_Your assignment:_
Down to the last line, restate the listing below exactly.

○ ○ ○ ○

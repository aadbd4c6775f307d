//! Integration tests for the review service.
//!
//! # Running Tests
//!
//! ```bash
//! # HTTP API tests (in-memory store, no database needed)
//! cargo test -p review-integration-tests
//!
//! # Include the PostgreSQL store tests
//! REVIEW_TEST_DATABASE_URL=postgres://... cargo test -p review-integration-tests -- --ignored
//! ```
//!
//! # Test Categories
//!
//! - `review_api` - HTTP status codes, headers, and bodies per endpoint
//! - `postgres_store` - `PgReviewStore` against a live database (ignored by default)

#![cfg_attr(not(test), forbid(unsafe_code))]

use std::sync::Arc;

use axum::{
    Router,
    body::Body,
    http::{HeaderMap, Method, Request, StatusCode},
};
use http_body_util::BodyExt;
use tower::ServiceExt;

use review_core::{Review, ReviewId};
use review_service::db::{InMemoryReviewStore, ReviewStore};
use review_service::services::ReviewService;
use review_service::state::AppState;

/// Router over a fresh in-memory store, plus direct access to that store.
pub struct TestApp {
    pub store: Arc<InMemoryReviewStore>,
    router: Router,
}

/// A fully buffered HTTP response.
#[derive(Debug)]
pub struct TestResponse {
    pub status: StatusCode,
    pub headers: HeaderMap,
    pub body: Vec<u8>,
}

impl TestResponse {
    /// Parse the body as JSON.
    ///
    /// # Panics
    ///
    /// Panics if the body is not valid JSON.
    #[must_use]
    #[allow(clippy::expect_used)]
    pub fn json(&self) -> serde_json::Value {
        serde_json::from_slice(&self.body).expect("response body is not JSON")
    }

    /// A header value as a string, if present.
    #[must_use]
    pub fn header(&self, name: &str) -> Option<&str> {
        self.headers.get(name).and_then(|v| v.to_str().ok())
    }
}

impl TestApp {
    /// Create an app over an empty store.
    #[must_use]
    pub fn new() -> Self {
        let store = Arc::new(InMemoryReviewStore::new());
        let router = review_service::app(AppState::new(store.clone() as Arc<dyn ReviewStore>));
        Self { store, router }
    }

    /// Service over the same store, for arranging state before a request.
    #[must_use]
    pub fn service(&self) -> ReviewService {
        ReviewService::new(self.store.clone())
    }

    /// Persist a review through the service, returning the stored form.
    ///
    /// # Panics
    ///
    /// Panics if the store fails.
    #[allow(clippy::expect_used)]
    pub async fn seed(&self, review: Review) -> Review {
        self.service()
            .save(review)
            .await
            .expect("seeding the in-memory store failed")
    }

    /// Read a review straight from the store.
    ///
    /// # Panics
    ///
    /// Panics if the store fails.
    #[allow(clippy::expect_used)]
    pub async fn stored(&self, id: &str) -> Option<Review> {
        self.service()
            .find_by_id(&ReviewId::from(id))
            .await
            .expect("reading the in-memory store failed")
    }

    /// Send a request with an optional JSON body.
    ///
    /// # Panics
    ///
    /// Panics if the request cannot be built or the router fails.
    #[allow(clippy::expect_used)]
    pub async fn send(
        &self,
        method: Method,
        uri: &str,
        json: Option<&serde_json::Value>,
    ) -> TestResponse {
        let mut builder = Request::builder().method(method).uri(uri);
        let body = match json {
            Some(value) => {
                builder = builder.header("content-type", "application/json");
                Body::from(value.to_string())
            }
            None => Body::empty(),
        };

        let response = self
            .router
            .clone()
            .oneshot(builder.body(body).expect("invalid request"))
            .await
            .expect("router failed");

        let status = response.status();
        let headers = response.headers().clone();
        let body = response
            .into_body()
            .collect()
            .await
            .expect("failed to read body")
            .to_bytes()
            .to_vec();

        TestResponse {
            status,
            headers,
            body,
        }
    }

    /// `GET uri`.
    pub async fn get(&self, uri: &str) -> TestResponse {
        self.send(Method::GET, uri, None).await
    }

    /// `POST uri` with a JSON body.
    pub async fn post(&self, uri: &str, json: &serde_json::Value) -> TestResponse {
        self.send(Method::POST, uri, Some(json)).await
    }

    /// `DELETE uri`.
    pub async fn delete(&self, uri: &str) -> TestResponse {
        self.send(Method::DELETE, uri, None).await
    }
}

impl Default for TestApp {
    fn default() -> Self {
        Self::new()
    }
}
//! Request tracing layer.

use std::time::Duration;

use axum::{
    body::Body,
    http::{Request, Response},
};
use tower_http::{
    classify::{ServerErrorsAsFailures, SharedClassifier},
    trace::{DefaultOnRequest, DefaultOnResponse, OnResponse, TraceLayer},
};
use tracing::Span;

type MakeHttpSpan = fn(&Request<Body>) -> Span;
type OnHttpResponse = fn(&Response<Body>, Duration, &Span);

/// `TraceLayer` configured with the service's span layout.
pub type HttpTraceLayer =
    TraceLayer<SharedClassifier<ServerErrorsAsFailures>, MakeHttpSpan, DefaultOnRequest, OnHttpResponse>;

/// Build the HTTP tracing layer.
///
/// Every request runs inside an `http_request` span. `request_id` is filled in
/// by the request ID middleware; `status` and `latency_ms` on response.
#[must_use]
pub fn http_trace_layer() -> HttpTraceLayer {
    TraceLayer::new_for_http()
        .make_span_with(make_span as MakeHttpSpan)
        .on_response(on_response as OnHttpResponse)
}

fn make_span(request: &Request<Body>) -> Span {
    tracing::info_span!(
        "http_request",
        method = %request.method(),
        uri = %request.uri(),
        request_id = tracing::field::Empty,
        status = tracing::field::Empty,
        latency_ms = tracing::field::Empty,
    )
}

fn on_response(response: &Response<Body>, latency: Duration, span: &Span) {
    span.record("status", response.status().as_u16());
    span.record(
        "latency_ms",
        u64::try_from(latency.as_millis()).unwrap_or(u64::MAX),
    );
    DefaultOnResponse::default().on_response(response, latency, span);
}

○ ○ ○ ○

_Solution to the problem:_
repository aadbd4c6775f307d
//! Integration tests for the review service.
//!
//! # Running Tests
//!
//! ```bash
//! # HTTP API tests (in-memory store, no database needed)
//! cargo test -p review-integration-tests
//!
//! # Include the PostgreSQL store tests
//! REVIEW_TEST_DATABASE_URL=postgres://... cargo test -p review-integration-tests -- --ignored
//! ```
//!
//! # Test Categories
//!
//! - `review_api` - HTTP status codes, headers, and bodies per endpoint
//! - `postgres_store` - `PgReviewStore` against a live database (ignored by default)

#![cfg_attr(not(test), forbid(unsafe_code))]

use std::sync::Arc;

use axum::{
    Router,
    body::Body,
    http::{HeaderMap, Method, Request, StatusCode},
};
use http_body_util::BodyExt;
use tower::ServiceExt;

use review_core::{Review, ReviewId};
use review_service::db::{InMemoryReviewStore, ReviewStore};
use review_service::services::ReviewService;
use review_service::state::AppState;

/// Router over a fresh in-memory store, plus direct access to that store.
pub struct TestApp {
    pub store: Arc<InMemoryReviewStore>,
    router: Router,
}

/// A fully buffered HTTP response.
#[derive(Debug)]
pub struct TestResponse {
    pub status: StatusCode,
    pub headers: HeaderMap,
    pub body: Vec<u8>,
}

impl TestResponse {
    /// Parse the body as JSON.
    ///
    /// # Panics
    ///
    /// Panics if the body is not valid JSON.
    #[must_use]
    #[allow(clippy::expect_used)]
    pub fn json(&self) -> serde_json::Value {
        serde_json::from_slice(&self.body).expect("response body is not JSON")
    }

    /// A header value as a string, if present.
    #[must_use]
    pub fn header(&self, name: &str) -> Option<&str> {
        self.headers.get(name).and_then(|v| v.to_str().ok())
    }
}

impl TestApp {
    /// Create an app over an empty store.
    #[must_use]
    pub fn new() -> Self {
        let store = Arc::new(InMemoryReviewStore::new());
        let router = review_service::app(AppState::new(store.clone() as Arc<dyn ReviewStore>));
        Self { store, router }
    }

    /// Service over the same store, for arranging state before a request.
    #[must_use]
    pub fn service(&self) -> ReviewService {
        ReviewService::new(self.store.clone())
    }

    /// Persist a review through the service, returning the stored form.
    ///
    /// # Panics
    ///
    /// Panics if the store fails.
    #[allow(clippy::expect_used)]
    pub async fn seed(&self, review: Review) -> Review {
        self.service()
            .save(review)
            .await
            .expect("seeding the in-memory store failed")
    }

    /// Read a review straight from the store.
    ///
    /// # Panics
    ///
    /// Panics if the store fails.
    #[allow(clippy::expect_used)]
    pub async fn stored(&self, id: &str) -> Option<Review> {
        self.service()
            .find_by_id(&ReviewId::from(id))
            .await
            .expect("reading the in-memory store failed")
    }

    /// Send a request with an optional JSON body.
    ///
    /// # Panics
    ///
    /// Panics if the request cannot be built or the router fails.
    #[allow(clippy::expect_used)]
    pub async fn send(
        &self,
        method: Method,
        uri: &str,
        json: Option<&serde_json::Value>,
    ) -> TestResponse {
        let mut builder = Request::builder().method(method).uri(uri);
        let body = match json {
            Some(value) => {
                builder = builder.header("content-type", "application/json");
                Body::from(value.to_string())
            }
            None => Body::empty(),
        };

        let response = self
            .router
            .clone()
            .oneshot(builder.body(body).expect("invalid request"))
            .await
            .expect("router failed");

        let status = response.status();
        let headers = response.headers().clone();
        let body = response
            .into_body()
            .collect()
            .await
            .expect("failed to read body")
            .to_bytes()
            .to_vec();

        TestResponse {
            status,
            headers,
            body,
        }
    }

    /// `GET uri`.
    pub async fn get(&self, uri: &str) -> TestResponse {
        self.send(Method::GET, uri, None).await
    }

    /// `POST uri` with a JSON body.
    pub async fn post(&self, uri: &str, json: &serde_json::Value) -> TestResponse {
        self.send(Method::POST, uri, Some(json)).await
    }

    /// `DELETE uri`.
    pub async fn delete(&self, uri: &str) -> TestResponse {
        self.send(Method::DELETE, uri, None).await
    }
}

impl Default for TestApp {
    fn default() -> Self {
        Self::new()
    }
}
//! Request tracing layer.

use std::time::Duration;

use axum::{
    body::Body,
    http::{Request, Response},
};
use tower_http::{
    classify::{ServerErrorsAsFailures, SharedClassifier},
    trace::{DefaultOnRequest, DefaultOnResponse, OnResponse, TraceLayer},
};
use tracing::Span;

type MakeHttpSpan = fn(&Request<Body>) -> Span;
type OnHttpResponse = fn(&Response<Body>, Duration, &Span);

/// `TraceLayer` configured with the service's span layout.
pub type HttpTraceLayer =
    TraceLayer<SharedClassifier<ServerErrorsAsFailures>, MakeHttpSpan, DefaultOnRequest, OnHttpResponse>;

/// Build the HTTP tracing layer.
///
/// Every request runs inside an `http_request` span. `request_id` is filled in
/// by the request ID middleware; `status` and `latency_ms` on response.
#[must_use]
pub fn http_trace_layer() -> HttpTraceLayer {
    TraceLayer::new_for_http()
        .make_span_with(make_span as MakeHttpSpan)
        .on_response(on_response as OnHttpResponse)
}

fn make_span(request: &Request<Body>) -> Span {
    tracing::info_span!(
        "http_request",
        method = %request.method(),
        uri = %request.uri(),
        request_id = tracing::field::Empty,
        status = tracing::field::Empty,
        latency_ms = tracing::field::Empty,
    )
}

fn on_response(response: &Response<Body>, latency: Duration, span: &Span) {
    span.record("status", response.status().as_u16());
    span.record(
        "latency_ms",
        u64::try_from(latency.as_millis()).unwrap_or(u64::MAX),
    );
    DefaultOnResponse::default().on_response(response, latency, span);
}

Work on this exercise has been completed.